Using POST is recommended for large request payloads.

Nearest neighbor queries

Approximate nearest neighbor search search, asking for ten nearest neighbors {targetHits:10}:

query=$(cat query-vector.json) && \
curl \
 --cert ~/.vespa/<tenant-name>.vector-search.default/data-plane-public-cert.pem \
 --key ~/.vespa/<tenant-name>.vector-search.default/data-plane-private-key.pem \
 --json "
  {
   'yql': 'select * from vectors where {targetHits:10}nearestNeighbor(vector, q)',
   'input.query(q)': '$query' 
  }" \
 https://vector-search.<tenant-name>.aws-us-east-1c.dev.z.vespa-app.cloud/search/

Exact nearest neighbor search search, asking for ten nearest neighbors:

query=$(cat query-vector.json) && \
curl \
 --cert ~/.vespa/<tenant-name>.vector-search.default/data-plane-public-cert.pem \
 --key ~/.vespa/<tenant-name>.vector-search.default/data-plane-private-key.pem \
 --json "
  {
   'yql': 'select * from vectors where {targetHits:10,approximate:false}nearestNeighbor(vector, q)',
   'input.query(q)': '$query' 
  }" \
 https://vector-search.<tenant-name>.aws-us-east-1c.dev.z.vespa-app.cloud/search/

Approximate nearest neighbor search combined with a filter on tags:

query=$(cat query-vector.json) && \
curl \
 --cert ~/.vespa/<tenant-name>.vector-search.default/data-plane-public-cert.pem \
 --key ~/.vespa/<tenant-name>.vector-search.default/data-plane-private-key.pem \
 --json "
  {
   'yql': 'select * from vectors where {targetHits:10}nearestNeighbor(vector, q) and tags contains \"tag1\"',
   'input.query(q)': '$query' 
  }" \
 https://vector-search.<tenant-name>.aws-us-east-1c.dev.z.vespa-app.cloud/search/

See also using Vespa Vector Search for nearest neighbor search queries.

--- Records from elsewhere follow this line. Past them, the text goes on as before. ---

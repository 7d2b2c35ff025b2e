//! Validated records, error records, and normalization warnings.

use crate::candidate::Provenance;
use crate::schema_id::SchemaId;
use crate::trail::PipelineStage;
use serde::{Deserialize, Serialize};
use serde_json::{Map, Value};
use std::fmt;

/// How much the caller should trust a record.
#[derive(Debug, Clone, Copy, PartialEq, Eq, Serialize, Deserialize)]
#[serde(rename_all = "snake_case")]
pub enum Confidence {
    /// Produced by the normal extract/repair/validate path.
    Normal,
    /// Assembled heuristically from free text; fields may be approximate.
    Low,
}

/// A non-blocking note emitted while normalizing a record.
///
/// Warnings cover defaulted fields, coerced values, dropped keys, and soft
/// quality findings. They never cause validation to fail.
#[derive(Debug, Clone, PartialEq, Eq, Serialize, Deserialize)]
pub struct Warning {
    /// The field the warning concerns, when there is one.
    #[serde(skip_serializing_if = "Option::is_none")]
    pub field: Option<String>,
    /// Human-readable description.
    pub message: String,
}

impl Warning {
    /// Warning about a specific field.
    #[must_use]
    pub fn field(field: impl Into<String>, message: impl Into<String>) -> Self {
        Self {
            field: Some(field.into()),
            message: message.into(),
        }
    }

    /// Warning about the record as a whole.
    #[must_use]
    pub fn record(message: impl Into<String>) -> Self {
        Self {
            field: None,
            message: message.into(),
        }
    }
}

impl fmt::Display for Warning {
    fn fmt(&self, f: &mut fmt::Formatter<'_>) -> fmt::Result {
        match &self.field {
            Some(field) => write!(f, "{}: {}", field, self.message),
            None => f.write_str(&self.message),
        }
    }
}

/// The terminal typed output of a pipeline run: a schema-valid record.
///
/// Immutable once constructed. Structural validity is guaranteed; factual
/// quality is not (soft findings are attached as notes).
#[derive(Debug, Clone, Serialize, Deserialize)]
pub struct ValidatedRecord {
    schema: SchemaId,
    fields: Map<String, Value>,
    provenance: Provenance,
    confidence: Confidence,
    notes: Vec<Warning>,
}

impl ValidatedRecord {
    /// Create a record. Called by the validator; callers receive it read-only.
    #[must_use]
    pub fn new(
        schema: SchemaId,
        fields: Map<String, Value>,
        provenance: Provenance,
        confidence: Confidence,
        notes: Vec<Warning>,
    ) -> Self {
        Self {
            schema,
            fields,
            provenance,
            confidence,
            notes,
        }
    }

    /// The schema this record satisfies.
    pub fn schema(&self) -> SchemaId {
        self.schema
    }

    /// All fields, keyed by canonical name.
    pub fn fields(&self) -> &Map<String, Value> {
        &self.fields
    }

    /// Look up one field.
    pub fn get(&self, name: &str) -> Option<&Value> {
        self.fields.get(name)
    }

    /// A field as a string slice, when it is a string.
    pub fn get_str(&self, name: &str) -> Option<&str> {
        self.fields.get(name).and_then(Value::as_str)
    }

    /// Which strategy ultimately produced the record.
    pub fn provenance(&self) -> Provenance {
        self.provenance
    }

    /// Confidence marker.
    pub fn confidence(&self) -> Confidence {
        self.confidence
    }

    /// Normalization notes: defaulted, coerced, and dropped fields plus soft
    /// quality findings.
    pub fn notes(&self) -> &[Warning] {
        &self.notes
    }
}

/// A terminal failure marker, distinct from [`ValidatedRecord`] by type.
///
/// Downstream code must branch on this and must never persist its contents as
/// if they were valid data.
#[derive(Debug, Clone, Serialize, Deserialize)]
pub struct ErrorRecord {
    /// The schema that was being targeted.
    pub schema: SchemaId,
    /// The stage at which the run terminated.
    pub stage: PipelineStage,
    /// The errors that ended the run, most recent last.
    pub errors: Vec<String>,
    /// A bounded snapshot of the last raw completion, for diagnostics.
    #[serde(skip_serializing_if = "Option::is_none")]
    pub raw: Option<String>,
}

impl ErrorRecord {
    /// Create an error record.
    #[must_use]
    pub fn new(schema: SchemaId, stage: PipelineStage, errors: Vec<String>) -> Self {
        Self {
            schema,
            stage,
            errors,
            raw: None,
        }
    }

    /// Attach a raw completion snapshot.
    #[must_use]
    pub fn with_raw(mut self, raw: impl Into<String>) -> Self {
        self.raw = Some(raw.into());
        self
    }
}

impl fmt::Display for ErrorRecord {
    fn fmt(&self, f: &mut fmt::Formatter<'_>) -> fmt::Result {
        write!(
            f,
            "{} failed at {}: {}",
            self.schema,
            self.stage,
            self.errors.join("; ")
        )
    }
}

#[cfg(test)]
mod tests {
    use super::*;
    use serde_json::json;

    fn sample() -> ValidatedRecord {
        let mut fields = Map::new();
        fields.insert("title".into(), json!("A"));
        fields.insert("score".into(), json!(7));
        ValidatedRecord::new(
            SchemaId::IdeaPitch,
            fields,
            Provenance::CodeFence,
            Confidence::Normal,
            vec![Warning::field("value", "defaulted")],
        )
    }

    #[test]
    fn test_accessors() {
        let record = sample();
        assert_eq!(record.get_str("title"), Some("A"));
        assert_eq!(record.get("score"), Some(&json!(7)));
        assert_eq!(record.notes().len(), 1);
        assert_eq!(record.confidence(), Confidence::Normal);
    }

    #[test]
    fn test_error_record_display() {
        let err = ErrorRecord::new(
            SchemaId::DeepDive,
            PipelineStage::SelfHeal,
            vec!["missing fields: summary".into()],
        );
        let text = err.to_string();
        assert!(text.contains("deep_dive"));
        assert!(text.contains("self_heal"));
    }
}
//! The transport seam: how a single provider attempt is actually sent.
//!
//! [`Gateway`](crate::Gateway) drives retries and credential rotation; a
//! [`Transport`] only knows how to send one request with one credential and
//! classify what came back.

use async_trait::async_trait;
use salvage_core::TokenUsage;
use serde::{Deserialize, Serialize};
use std::fmt;
use std::time::Duration;
use thiserror::Error;

/// Generation parameters for one provider attempt.
#[derive(Debug, Clone, Serialize)]
pub struct ProviderRequest {
    /// Model identifier.
    pub model: String,
    /// User prompt.
    pub prompt: String,
    /// Sampling temperature.
    pub temperature: f32,
    /// Completion size cap.
    pub max_tokens: u32,
}

/// The provider's reply to one attempt.
#[derive(Debug, Clone)]
pub struct ProviderReply {
    /// The completion text.
    pub content: String,
    /// Token usage, when reported.
    pub usage: TokenUsage,
}

/// Classified failure of a single attempt.
#[derive(Debug, Clone, Error)]
pub enum TransportError {
    /// HTTP 429. Not terminal: the gateway sleeps and retries.
    #[error("rate limited{}", retry_after_suffix(.retry_after))]
    RateLimited {
        /// Value of the `retry-after` header, when present and parseable.
        retry_after: Option<Duration>,
    },
    /// Timeout or connection failure. Retried with fixed backoff.
    #[error("network failure{}: {message}", timeout_suffix(.timeout))]
    Network {
        /// Description of the failure.
        message: String,
        /// Whether the failure was a timeout.
        timeout: bool,
    },
    /// Any other HTTP error status. Never retried.
    #[error("provider returned status {status}: {body}")]
    Http {
        /// HTTP status code.
        status: u16,
        /// Response body, possibly truncated.
        body: String,
    },
    /// A 2xx response whose body did not contain a completion.
    #[error("malformed provider response: {0}")]
    Malformed(String),
}

fn retry_after_suffix(retry_after: &Option<Duration>) -> String {
    match retry_after {
        Some(d) => format!(" (retry after {}s)", d.as_secs()),
        None => String::new(),
    }
}

fn timeout_suffix(timeout: &bool) -> &'static str {
    if *timeout {
        " (timeout)"
    } else {
        ""
    }
}

impl TransportError {
    /// Whether the gateway may retry after this error.
    #[must_use]
    pub fn is_retryable(&self) -> bool {
        matches!(self, Self::RateLimited { .. } | Self::Network { .. })
    }
}

/// One provider attempt with one credential.
#[async_trait]
pub trait Transport: Send + Sync + fmt::Debug {
    /// Send the request, authenticating with `credential`.
    async fn send(
        &self,
        request: &ProviderRequest,
        credential: &str,
    ) -> Result<ProviderReply, TransportError>;
}

// ============================================================================
// HTTP transport (OpenAI-compatible chat completions)
// ============================================================================

#[derive(Serialize)]
struct ChatMessage<'a> {
    role: &'static str,
    content: &'a str,
}

#[derive(Serialize)]
struct ChatRequestBody<'a> {
    model: &'a str,
    messages: Vec<ChatMessage<'a>>,
    temperature: f32,
    max_tokens: u32,
}

#[derive(Deserialize)]
struct ChatResponseBody {
    choices: Vec<ChatChoice>,
    #[serde(default)]
    usage: Option<ChatUsage>,
}

#[derive(Deserialize)]
struct ChatChoice {
    message: ChatChoiceMessage,
}

#[derive(Deserialize)]
struct ChatChoiceMessage {
    content: String,
}

#[derive(Deserialize)]
struct ChatUsage {
    #[serde(default)]
    prompt_tokens: Option<u64>,
    #[serde(default)]
    completion_tokens: Option<u64>,
    #[serde(default)]
    total_tokens: Option<u64>,
}

/// Production transport: an HTTPS chat-completion call via reqwest.
#[derive(Debug)]
pub struct HttpTransport {
    client: reqwest::Client,
    base_url: String,
}

impl HttpTransport {
    /// Create a transport against an OpenAI-compatible base URL.
    pub fn new(base_url: impl Into<String>, timeout: Duration) -> Self {
        let client = reqwest::Client::builder()
            .timeout(timeout)
            .build()
            .unwrap_or_default();
        Self {
            client,
            base_url: base_url.into(),
        }
    }

    fn endpoint(&self) -> String {
        format!("{}/chat/completions", self.base_url.trim_end_matches('/'))
    }
}

#[async_trait]
impl Transport for HttpTransport {
    async fn send(
        &self,
        request: &ProviderRequest,
        credential: &str,
    ) -> Result<ProviderReply, TransportError> {
        let body = ChatRequestBody {
            model: &request.model,
            messages: vec![ChatMessage {
                role: "user",
                content: &request.prompt,
            }],
            temperature: request.temperature,
            max_tokens: request.max_tokens,
        };

        let response = self
            .client
            .post(self.endpoint())
            .bearer_auth(credential)
            .json(&body)
            .send()
            .await
            .map_err(classify_reqwest_error)?;

        let status = response.status();
        if status.as_u16() == 429 {
            let retry_after = response
                .headers()
                .get("retry-after")
                .and_then(|v| v.to_str().ok())
                .and_then(|v| v.parse::<f64>().ok())
                .map(Duration::from_secs_f64);
            return Err(TransportError::RateLimited { retry_after });
        }
        if !status.is_success() {
            let body = response.text().await.unwrap_or_default();
            return Err(TransportError::Http {
                status: status.as_u16(),
                body,
            });
        }

        let parsed: ChatResponseBody = response
            .json()
            .await
            .map_err(|e| TransportError::Malformed(e.to_string()))?;
        let choice = parsed
            .choices
            .into_iter()
            .next()
            .ok_or_else(|| TransportError::Malformed("response has no choices".to_string()))?;

        let usage = parsed
            .usage
            .map(|u| TokenUsage {
                prompt_tokens: u.prompt_tokens,
                completion_tokens: u.completion_tokens,
                total_tokens: u.total_tokens,
            })
            .unwrap_or_default();

        Ok(ProviderReply {
            content: choice.message.content,
            usage,
        })
    }
}

fn classify_reqwest_error(err: reqwest::Error) -> TransportError {
    TransportError::Network {
        message: err.to_string(),
        timeout: err.is_timeout(),
    }
}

Visit and exporting the data

Getting the vector data out of Vespa can be equally important as getting the vector data in, especially when using native embedders that embeds text into vector representation(s). Use the Vespa visit functionality to export data.

vespa visit --field-set vector:vector,id > ../vector-data.jsonl 

Will export all documents from the vector schema with only the vector and id field. Using [all] which exports both both schema and derived fields:

vespa visit --field-set "[all]" > ../vector-data.jsonl 

Using document selection to limit what is returned. Note that the Vespa selection is not evaluated using index data structures and is a linear scan operation.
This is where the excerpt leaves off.